The Cross Made the Difference
A century ago crosses dotted the landscape across America. Today many churches do not display the cross on their buildings and city governments have tried to ban the cross on public property. Our founding fathers would be chagrined to see this happen. It’s the cross that made the difference between victory or defeat, hope or hopelessness, eternal life or perdition. History is divided by B. C. and A. D. There are those who want to do away with that significance but it is the cross that made the difference.
The gospel is the finished work of Christ on the cross.
Paul declared, “For I am not ashamed of the gospel of Christ, for it is the power of God to salvation for everyone who believes” (Romans 1:16).
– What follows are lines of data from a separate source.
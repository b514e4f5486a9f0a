//! 文件系统冒烟测试
//!
//! 固定顺序执行 list/create/write/read/delete，验证目标存储的
//! 基本操作在真实路径上可用。所有写入发生在一次性的临时目录
//! 里，最后一个阶段无条件递归删除它，保证不在被测存储上留下
//! 痕迹。

use std::io::{self, Read, Write};
use std::time::{Duration, Instant};

use serde::Serialize;
use tracing::{info, warn};
use uuid::Uuid;

use crate::fs::StoreFs;

/// 写入并回读校验的标记内容
pub const MARKER_PAYLOAD: &[u8] = b"Hello";

/// 临时目录内测试文件的名字
const SMOKE_FILE: &str = "file";

/// 冒烟测试阶段，顺序固定
#[derive(Debug, Clone, Copy, PartialEq, Eq, Serialize)]
#[serde(rename_all = "kebab-case")]
pub enum Stage {
    ListRoot,
    CreateDirectory,
    CreateFile,
    ListDirectory,
    ReadFileAndVerify,
    DeleteFile,
    DeleteDirectory,
}

impl Stage {
    pub fn name(&self) -> &'static str {
        match self {
            Stage::ListRoot => "list-root",
            Stage::CreateDirectory => "create-directory",
            Stage::CreateFile => "create-file",
            Stage::ListDirectory => "list-directory",
            Stage::ReadFileAndVerify => "read-file-and-verify",
            Stage::DeleteFile => "delete-file",
            Stage::DeleteDirectory => "delete-directory",
        }
    }

    /// 清理阶段不计入整体结果
    pub fn is_cleanup(&self) -> bool {
        matches!(self, Stage::DeleteDirectory)
    }
}

/// 阶段结局
#[derive(Debug, Clone, Copy, PartialEq, Eq, Serialize)]
#[serde(rename_all = "kebab-case")]
pub enum StageOutcome {
    Success,
    Failure,
}

/// 单个阶段的结果
#[derive(Debug, Clone, Serialize)]
#[serde(rename_all = "camelCase")]
pub struct StageResult {
    pub stage: Stage,
    pub outcome: StageOutcome,
    pub elapsed: Duration,
    /// 失败时的错误细节
    pub error: Option<String>,
}

impl StageResult {
    pub fn is_success(&self) -> bool {
        self.outcome == StageOutcome::Success
    }
}

/// 冒烟测试报告
#[derive(Debug, Clone, Serialize)]
#[serde(rename_all = "camelCase")]
pub struct SmokeTestReport {
    /// 实际执行过的阶段，按执行顺序
    pub stages: Vec<StageResult>,
    /// 阶段 1 记录的根目录项数
    pub root_entry_count: Option<usize>,
    /// 本次运行使用的临时目录名
    pub scratch_dir: String,
    /// 阶段 1-6 是否全部成功（清理阶段不计入）
    pub passed: bool,
}

impl SmokeTestReport {
    pub fn stage(&self, stage: Stage) -> Option<&StageResult> {
        self.stages.iter().find(|s| s.stage == stage)
    }
}

/// 冒烟测试执行器
pub struct SmokeTestRunner;

impl SmokeTestRunner {
    /// 执行完整的冒烟测试序列
    ///
    /// 阶段 1-6 中第一个失败的阶段终止后续非清理阶段；
    /// 阶段 7（递归删除临时目录）在任何退出路径上都恰好
    /// 尝试一次，它的失败只记录、不升级。
    pub fn run(fs: &dyn StoreFs) -> SmokeTestReport {
        let scratch_dir = format!("dir-{}", Uuid::new_v4());
        let mut stages = Vec::new();
        let mut root_entry_count = None;

        Self::run_main_stages(fs, &scratch_dir, &mut stages, &mut root_entry_count);

        // 清理阶段必须执行，即使前面失败
        let cleanup =
            Self::run_stage(&mut stages, Stage::DeleteDirectory, || {
                fs.delete(&scratch_dir, true)
            });
        if cleanup.is_none() {
            warn!(scratch_dir = %scratch_dir, "failed to delete scratch directory");
        }

        let passed = stages
            .iter()
            .filter(|s| !s.stage.is_cleanup())
            .all(StageResult::is_success);

        SmokeTestReport {
            stages,
            root_entry_count,
            scratch_dir,
            passed,
        }
    }

    /// 阶段 1-6，任何失败直接返回
    fn run_main_stages(
        fs: &dyn StoreFs,
        scratch_dir: &str,
        stages: &mut Vec<StageResult>,
        root_entry_count: &mut Option<usize>,
    ) {
        let file_path = format!("{scratch_dir}/{SMOKE_FILE}");

        let Some(count) = Self::run_stage(stages, Stage::ListRoot, || {
            fs.list("/").map(|entries| entries.len())
        }) else {
            return;
        };
        *root_entry_count = Some(count);

        if Self::run_stage(stages, Stage::CreateDirectory, || fs.mkdirs(scratch_dir)).is_none() {
            return;
        }

        if Self::run_stage(stages, Stage::CreateFile, || {
            let mut out = fs.create(&file_path, true)?;
            out.write_all(MARKER_PAYLOAD)?;
            out.flush()
        })
        .is_none()
        {
            return;
        }

        if Self::run_stage(stages, Stage::ListDirectory, || fs.list(scratch_dir)).is_none() {
            return;
        }

        if Self::run_stage(stages, Stage::ReadFileAndVerify, || {
            Self::read_and_verify(fs, &file_path)
        })
        .is_none()
        {
            return;
        }

        Self::run_stage(stages, Stage::DeleteFile, || fs.delete(&file_path, true));
    }

    /// 回读标记文件并逐字节比对
    fn read_and_verify(fs: &dyn StoreFs, path: &str) -> io::Result<()> {
        let mut input = fs.open(path)?;
        let mut actual = Vec::new();
        input.read_to_end(&mut actual)?;
        if actual != MARKER_PAYLOAD {
            return Err(io::Error::new(
                io::ErrorKind::InvalidData,
                format!(
                    "expected {path} to contain {:?} but it has {:?}",
                    String::from_utf8_lossy(MARKER_PAYLOAD),
                    String::from_utf8_lossy(&actual)
                ),
            ));
        }
        Ok(())
    }

    /// 计时执行一个阶段并记录结果
    fn run_stage<T>(
        stages: &mut Vec<StageResult>,
        stage: Stage,
        op: impl FnOnce() -> io::Result<T>,
    ) -> Option<T> {
        let started = Instant::now();
        let result = op();
        let elapsed = started.elapsed();
        match result {
            Ok(value) => {
                info!(stage = stage.name(), ?elapsed, "stage completed");
                stages.push(StageResult {
                    stage,
                    outcome: StageOutcome::Success,
                    elapsed,
                    error: None,
                });
                Some(value)
            }
            Err(e) => {
                info!(stage = stage.name(), ?elapsed, error = %e, "stage failed");
                stages.push(StageResult {
                    stage,
                    outcome: StageOutcome::Failure,
                    elapsed,
                    error: Some(e.to_string()),
                });
                None
            }
        }
    }
}

#[cfg(test)]
mod tests {
    use super::*;
    use crate::fs::MemoryStore;

    #[test]
    fn test_happy_path_runs_all_stages_in_order() {
        let store = MemoryStore::new();
        let report = SmokeTestRunner::run(&store);

        assert!(report.passed);
        assert_eq!(report.root_entry_count, Some(0));
        let order: Vec<_> = report.stages.iter().map(|s| s.stage).collect();
        assert_eq!(
            order,
            vec![
                Stage::ListRoot,
                Stage::CreateDirectory,
                Stage::CreateFile,
                Stage::ListDirectory,
                Stage::ReadFileAndVerify,
                Stage::DeleteFile,
                Stage::DeleteDirectory,
            ]
        );
        assert!(report.stages.iter().all(StageResult::is_success));
    }

    #[test]
    fn test_no_scratch_left_behind() {
        let store = MemoryStore::new();
        let report = SmokeTestRunner::run(&store);
        assert!(report.passed);
        assert!(store.list("/").unwrap().is_empty());
    }

    #[test]
    fn test_root_entry_count_sees_existing_entries() {
        let store = MemoryStore::new();
        store.mkdirs("existing").unwrap();
        let report = SmokeTestRunner::run(&store);
        assert_eq!(report.root_entry_count, Some(1));
        // 已有数据不受影响
        assert_eq!(store.list("/").unwrap().len(), 1);
    }

    #[test]
    fn test_stage_names_are_kebab_case() {
        assert_eq!(Stage::ListRoot.name(), "list-root");
        assert_eq!(Stage::ReadFileAndVerify.name(), "read-file-and-verify");
        assert_eq!(Stage::DeleteDirectory.name(), "delete-directory");
    }
}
Recently a missionary was asked by a young man what the difference is between the Red Cross and the Christian cross. Likewise, many throughout the world and in America are ignorant of the power of the cross.
In almost four decades of ministry I’ve stood in many cemeteries throughout America. This Memorial Day I’ll once again remember those who have died to preserve our freedom and walk by the graves of many of our loved ones. When I think of the thousands who have died, there is only one assurance of hope – The cross made the difference for multitudes.
On the cross the perfect man, the Son of God, gave himself as the perfect sacrifice for the sins of the world. Peter wrote, “He himself bore our sins in his body on the cross so that, free from sin, we might live for righteousness; by his wounds you have been healed” (I Peter 2:24 NRSV). An early church father, Ambrose, wrote, “O the divine mystery of the cross! Weakness hangs on it, power is freed by it, evil is nailed to it, and triumphal trophies are raised towards it.”